Records for processing
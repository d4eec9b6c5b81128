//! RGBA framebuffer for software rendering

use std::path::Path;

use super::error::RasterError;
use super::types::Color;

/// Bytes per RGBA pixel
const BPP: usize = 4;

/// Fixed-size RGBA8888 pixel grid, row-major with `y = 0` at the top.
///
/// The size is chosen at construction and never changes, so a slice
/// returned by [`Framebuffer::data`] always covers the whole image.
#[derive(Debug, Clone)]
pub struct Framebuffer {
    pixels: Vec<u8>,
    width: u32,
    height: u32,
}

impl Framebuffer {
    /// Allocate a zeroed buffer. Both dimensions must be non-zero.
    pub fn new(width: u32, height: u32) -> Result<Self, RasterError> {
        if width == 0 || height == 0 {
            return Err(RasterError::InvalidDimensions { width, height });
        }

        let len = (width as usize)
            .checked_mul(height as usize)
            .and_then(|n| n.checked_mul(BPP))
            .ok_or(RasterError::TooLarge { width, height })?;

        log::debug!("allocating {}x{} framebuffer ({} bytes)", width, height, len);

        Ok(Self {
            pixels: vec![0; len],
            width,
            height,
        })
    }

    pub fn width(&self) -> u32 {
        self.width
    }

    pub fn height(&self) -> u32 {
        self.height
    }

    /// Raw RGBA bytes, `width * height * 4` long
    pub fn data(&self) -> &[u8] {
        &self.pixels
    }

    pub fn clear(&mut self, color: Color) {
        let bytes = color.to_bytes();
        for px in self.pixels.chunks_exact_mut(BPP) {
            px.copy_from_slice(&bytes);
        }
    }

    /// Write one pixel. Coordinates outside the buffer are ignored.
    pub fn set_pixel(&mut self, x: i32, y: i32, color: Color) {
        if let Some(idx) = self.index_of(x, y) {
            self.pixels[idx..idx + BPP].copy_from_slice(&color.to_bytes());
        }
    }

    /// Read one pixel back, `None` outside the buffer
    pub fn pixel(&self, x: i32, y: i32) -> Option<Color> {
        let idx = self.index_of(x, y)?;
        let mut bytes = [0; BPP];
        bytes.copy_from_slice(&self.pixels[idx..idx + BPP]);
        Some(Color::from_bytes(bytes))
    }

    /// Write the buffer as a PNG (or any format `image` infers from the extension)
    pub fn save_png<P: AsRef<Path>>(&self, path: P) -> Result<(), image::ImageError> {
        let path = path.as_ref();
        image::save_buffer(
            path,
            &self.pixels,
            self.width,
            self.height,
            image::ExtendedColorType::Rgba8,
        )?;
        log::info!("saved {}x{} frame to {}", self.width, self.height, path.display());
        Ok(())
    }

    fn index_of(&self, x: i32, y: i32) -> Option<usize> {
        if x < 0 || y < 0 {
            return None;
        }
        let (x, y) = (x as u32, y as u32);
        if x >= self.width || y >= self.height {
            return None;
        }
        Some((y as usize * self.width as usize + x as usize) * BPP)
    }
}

...

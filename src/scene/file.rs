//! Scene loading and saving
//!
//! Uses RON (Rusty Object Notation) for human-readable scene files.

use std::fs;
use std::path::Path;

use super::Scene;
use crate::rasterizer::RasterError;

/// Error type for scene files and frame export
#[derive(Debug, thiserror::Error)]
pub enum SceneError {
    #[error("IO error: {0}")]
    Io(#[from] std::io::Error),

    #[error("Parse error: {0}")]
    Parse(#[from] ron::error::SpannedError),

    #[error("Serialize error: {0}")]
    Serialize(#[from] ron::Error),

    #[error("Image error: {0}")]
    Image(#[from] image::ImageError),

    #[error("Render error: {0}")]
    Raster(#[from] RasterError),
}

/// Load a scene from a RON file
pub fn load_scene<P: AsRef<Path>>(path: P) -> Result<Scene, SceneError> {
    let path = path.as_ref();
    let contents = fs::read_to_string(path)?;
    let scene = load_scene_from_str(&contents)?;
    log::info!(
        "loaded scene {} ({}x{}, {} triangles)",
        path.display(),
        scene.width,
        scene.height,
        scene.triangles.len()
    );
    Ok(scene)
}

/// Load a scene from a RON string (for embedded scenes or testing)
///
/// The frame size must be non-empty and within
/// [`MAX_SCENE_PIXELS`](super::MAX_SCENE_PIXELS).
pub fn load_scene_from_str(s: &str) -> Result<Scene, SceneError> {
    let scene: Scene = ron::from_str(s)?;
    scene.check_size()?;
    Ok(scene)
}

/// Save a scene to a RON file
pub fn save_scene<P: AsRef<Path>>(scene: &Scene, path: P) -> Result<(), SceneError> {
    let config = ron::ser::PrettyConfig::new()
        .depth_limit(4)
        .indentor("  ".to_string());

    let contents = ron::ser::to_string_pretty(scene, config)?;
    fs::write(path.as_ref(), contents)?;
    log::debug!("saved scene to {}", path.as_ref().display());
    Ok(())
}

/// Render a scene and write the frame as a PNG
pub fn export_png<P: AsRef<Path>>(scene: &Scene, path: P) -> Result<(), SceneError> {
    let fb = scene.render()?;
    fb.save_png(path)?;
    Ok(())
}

Work task
Write down exactly the span of lines above from the one containing "repository d4eec9b6c5b81128" to the one containing "let bytes = color.to_bytes();", both ends included.

Response
repository d4eec9b6c5b81128
//! RGBA framebuffer for software rendering

use std::path::Path;

use super::error::RasterError;
use super::types::Color;

/// Bytes per RGBA pixel
const BPP: usize = 4;

/// Fixed-size RGBA8888 pixel grid, row-major with `y = 0` at the top.
///
/// The size is chosen at construction and never changes, so a slice
/// returned by [`Framebuffer::data`] always covers the whole image.
#[derive(Debug, Clone)]
pub struct Framebuffer {
    pixels: Vec<u8>,
    width: u32,
    height: u32,
}

impl Framebuffer {
    /// Allocate a zeroed buffer. Both dimensions must be non-zero.
    pub fn new(width: u32, height: u32) -> Result<Self, RasterError> {
        if width == 0 || height == 0 {
            return Err(RasterError::InvalidDimensions { width, height });
        }

        let len = (width as usize)
            .checked_mul(height as usize)
            .and_then(|n| n.checked_mul(BPP))
            .ok_or(RasterError::TooLarge { width, height })?;

        log::debug!("allocating {}x{} framebuffer ({} bytes)", width, height, len);

        Ok(Self {
            pixels: vec![0; len],
            width,
            height,
        })
    }

    pub fn width(&self) -> u32 {
        self.width
    }

    pub fn height(&self) -> u32 {
        self.height
    }

    /// Raw RGBA bytes, `width * height * 4` long
    pub fn data(&self) -> &[u8] {
        &self.pixels
    }

    pub fn clear(&mut self, color: Color) {
        let bytes = color.to_bytes();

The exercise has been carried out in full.